Your instructions
Provide an exact copy of the lines from the beginning of the records through the line that includes "pub trait Transport", and of no others.
━━━ Records shown
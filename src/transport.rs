//! The link to the controller, as seen by the session.

use std::time::Duration;

use tokio::sync::mpsc;

use crate::error::Result;

/// One notification from the device: a raw chunk of the byte stream, or the error
/// that ended the stream.
pub type Notification = Result<Vec<u8>>;

/// Depth of the queue between the notification stream and the session loop
pub const NOTIFICATION_QUEUE_DEPTH: usize = 64;

/// A serial tunnel to the controller.
///
/// Notifications are delivered through the channel returned by `connect`, in the order
/// the link produced them. The channel closing means the link is gone.
#[allow(async_fn_in_trait)]
pub trait Transport {
    /// Listen for devices advertising the UART service for `window`.
    ///
    /// Returns distinct addresses in the order they were first seen.
    async fn discover(&mut self, window: Duration) -> Result<Vec<String>>;

    /// Connect to `address` and subscribe to its notifications.
    async fn connect(&mut self, address: &str) -> Result<mpsc::Receiver<Notification>>;

    /// Write one request to the device
    async fn write(&mut self, data: &[u8]) -> Result<()>;

    /// Drop the connection, if any
    async fn disconnect(&mut self) -> Result<()>;
}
━━━━━━
Solution below
filename src/transport.rs
//! The link to the controller, as seen by the session.

use std::time::Duration;

use tokio::sync::mpsc;

use crate::error::Result;

/// One notification from the device: a raw chunk of the byte stream, or the error
/// that ended the stream.
pub type Notification = Result<Vec<u8>>;

/// Depth of the queue between the notification stream and the session loop
pub const NOTIFICATION_QUEUE_DEPTH: usize = 64;

/// A serial tunnel to the controller.
///
/// Notifications are delivered through the channel returned by `connect`, in the order
/// the link produced them. The channel closing means the link is gone.
#[allow(async_fn_in_trait)]
pub trait Transport {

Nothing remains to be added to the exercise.